Salah Mekacher : Le martyr, c’est ça. 90% pensaient qu’il était dans le vrai. Il m’a dit : « Il faut arrêter la gangrène. Et pour arrêter la gangrène il faut toucher la chair saine. » Et ça, c’est lui qui me l’a dit directement. J’étais à côté de lui pendant ce court séjour dans l’Akfadou.
Djoudi Attoumi : D’abord Amirouche avait réuni, si vous vous souvenez, le 20 août 1958, les officiers de la Wilaya III dans la forêt de l’Akfadou. J’étais présent, il leur a dit : « Messiers, il y a un complot qui est monté contre la Wilaya III. La révolution est en danger, prenez vos responsabilités, je ne veux pas que demain je sois traité de criminel devant l’histoire » Textuellement et puis tout de suite après il y a des mesures : création de comité de lutte contre la torture, en l’occurrence Ahcène Mahiouz, Si Hmimi, Rachid Adjaout. Trois chargés d’enquêter, d’interroger, interroger entre guillemets, plus qu’interroger torturer.
Reporter, voix masculine : C’était ça interroger ?
Djoudi Attoumi : Oui. Oui.
Hamou Amirouche : Il y a une formule - je suppose que c’est dans cette réunion-là qu’il l’a prononcée - que je trouve admirable personnellement, il a dit : « On dit que l’ALN commet des injustices. Non, l’ALN ne commet pas d’injustice, elle commet des erreurs. » Donc, en chef, en vrai chef il a reconnu ses erreurs.
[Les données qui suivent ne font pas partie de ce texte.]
use serde::{Deserialize, Serialize};
use serde_json::{Map, Value};
use tracing::info;

use crate::catalog::CatalogClient;
use crate::domain::{BatchCandidate, MatchPolicy, Orcid, SampleId, SynthesisType};
use crate::error::SynthError;
use crate::resolver::{BatchResolution, NewBatch, create_batch, resolve_batch};
use crate::sheets::SheetMirror;
use crate::upload::{UploadJob, UploadSummary, upload_all};

#[derive(Debug, Clone, Deserialize)]
pub struct UploadRequest {
    #[serde(default)]
    pub email: Option<String>,
    pub orcid: String,
    pub user_name: String,
    pub project: String,
    pub synthesis_type: String,
    #[serde(default)]
    pub batch_id: Option<String>,
    #[serde(default)]
    pub data: Vec<Map<String, Value>>,
    #[serde(default)]
    pub session_name: Option<String>,
}

#[derive(Debug, Clone, Serialize)]
pub struct UploadResponse {
    pub success: bool,
    pub message: String,
    pub summary: Option<UploadSummary>,
}

#[derive(Debug, Clone, Deserialize)]
pub struct BatchResolveRequest {
    pub batch_id: String,
    pub orcid: String,
    pub project: String,
}

#[derive(Debug, Clone, Copy, PartialEq, Eq, Serialize)]
#[serde(rename_all = "snake_case")]
pub enum ResolveStatus {
    Resolved,
    MultipleMatches,
    NotFound,
}

#[derive(Debug, Clone, Serialize)]
pub struct BatchResolveResponse {
    pub status: ResolveStatus,
    pub batch_id: Option<SampleId>,
    pub matches: Option<Vec<BatchCandidate>>,
    pub input: Option<String>,
    pub message: Option<String>,
}

impl From<BatchResolution> for BatchResolveResponse {
    fn from(resolution: BatchResolution) -> Self {
        let message = Some(resolution.message());
        match resolution {
            BatchResolution::Resolved { batch_id } => Self {
                status: ResolveStatus::Resolved,
                batch_id,
                matches: None,
                input: None,
                message,
            },
            BatchResolution::MultipleMatches { matches, input } => Self {
                status: ResolveStatus::MultipleMatches,
                batch_id: None,
                matches: Some(matches),
                input: Some(input),
                message,
            },
            BatchResolution::NotFound { input } => Self {
                status: ResolveStatus::NotFound,
                batch_id: None,
                matches: None,
                input: Some(input),
                message,
            },
        }
    }
}

#[derive(Debug, Clone, Deserialize)]
pub struct BatchCreateRequest {
    pub batch_name: String,
    pub batch_id: String,
    #[serde(default)]
    pub batch_description: Option<String>,
    pub orcid: String,
    pub project: String,
}

#[derive(Debug, Clone, Serialize)]
pub struct BatchCreateResponse {
    pub success: bool,
    pub unique_id: SampleId,
    pub message: String,
}

#[derive(Debug, Clone, Serialize)]
pub struct FieldsResponse {
    pub fields: Map<String, Value>,
}

/// Entry point for the request/response contracts, holding the injected clients.
#[derive(Clone)]
pub struct App<C: CatalogClient, M: SheetMirror> {
    catalog: C,
    mirror: M,
    policy: MatchPolicy,
}

impl<C: CatalogClient, M: SheetMirror> App<C, M> {
    pub fn new(catalog: C, mirror: M, policy: MatchPolicy) -> Self {
        Self {
            catalog,
            mirror,
            policy,
        }
    }

    pub fn catalog(&self) -> &C {
        &self.catalog
    }

    pub fn mirror(&self) -> &M {
        &self.mirror
    }

    pub fn upload(&self, request: &UploadRequest) -> Result<UploadResponse, SynthError> {
        info!(
            synthesis_type = %request.synthesis_type,
            project = %request.project,
            rows = request.data.len(),
            "upload request"
        );
        if request.data.is_empty() {
            return Ok(UploadResponse {
                success: false,
                message: "No data provided for upload".to_string(),
                summary: None,
            });
        }

        let synthesis_type: SynthesisType = request.synthesis_type.parse()?;
        let owner: Orcid = request.orcid.parse()?;
        let batch_id = request
            .batch_id
            .as_deref()
            .map(str::trim)
            .filter(|id| !id.is_empty())
            .map(SampleId::new);
        let session = request
            .session_name
            .as_deref()
            .map(str::trim)
            .filter(|s| !s.is_empty());

        let job = UploadJob {
            owner: &owner,
            project: &request.project,
            synthesis_type,
            batch_id: batch_id.as_ref(),
            operator: &request.user_name,
            session,
            policy: self.policy,
        };
        let (message, summary) = upload_all(&self.catalog, &self.mirror, &job, &request.data)?;
        Ok(UploadResponse {
            success: true,
            message,
            summary: Some(summary),
        })
    }

    pub fn resolve_batch(
        &self,
        request: &BatchResolveRequest,
    ) -> Result<BatchResolveResponse, SynthError> {
        info!(batch_id = %request.batch_id, "resolving batch");
        if request.batch_id.trim().is_empty() {
            return Ok(BatchResolution::Resolved { batch_id: None }.into());
        }
        let owner: Orcid = request.orcid.parse()?;
        let resolution = resolve_batch(
            &self.catalog,
            &request.batch_id,
            &owner,
            &request.project,
            self.policy,
        )?;
        Ok(resolution.into())
    }

    pub fn create_batch(
        &self,
        request: &BatchCreateRequest,
    ) -> Result<BatchCreateResponse, SynthError> {
        info!(
            batch_name = %request.batch_name,
            batch_id = %request.batch_id,
            "creating batch"
        );
        let owner: Orcid = request.orcid.parse()?;
        let batch = NewBatch {
            batch_name: request.batch_name.clone(),
            batch_id: request.batch_id.clone(),
            description: request.batch_description.clone(),
        };
        let created = create_batch(&self.catalog, &batch, &owner, &request.project)?;
        info!(unique_id = %created.unique_id, "batch created");
        Ok(BatchCreateResponse {
            success: true,
            unique_id: created.unique_id,
            message: format!("Batch '{}' created successfully", request.batch_name),
        })
    }

    pub fn fields(&self) -> FieldsResponse {
        synthesis_fields()
    }
}

/// Field names per synthesis type, keyed by the type's label.
pub fn synthesis_fields() -> FieldsResponse {
    let fields = SynthesisType::ALL
        .into_iter()
        .map(|kind| (kind.label().to_string(), Value::from(kind.fields().to_vec())))
        .collect();
    FieldsResponse { fields }
}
Djoudi Attoumi : Absolument. Vous savez qu’il y avait un universitaire qui était conseiller d’Amirouche, Aissani Mohamed-Saïd, il était l’élève du professeur Mandouze. J’étais présent. Vous savez ce qu’il a dit à Amirouche ? Il a dit : « Mon colonel, devant ce complot, comme a dit Staline « s’il y a un traitre parmi 100 communistes, il faut tuer les 100 communistes afin que le traitre disparaisse. »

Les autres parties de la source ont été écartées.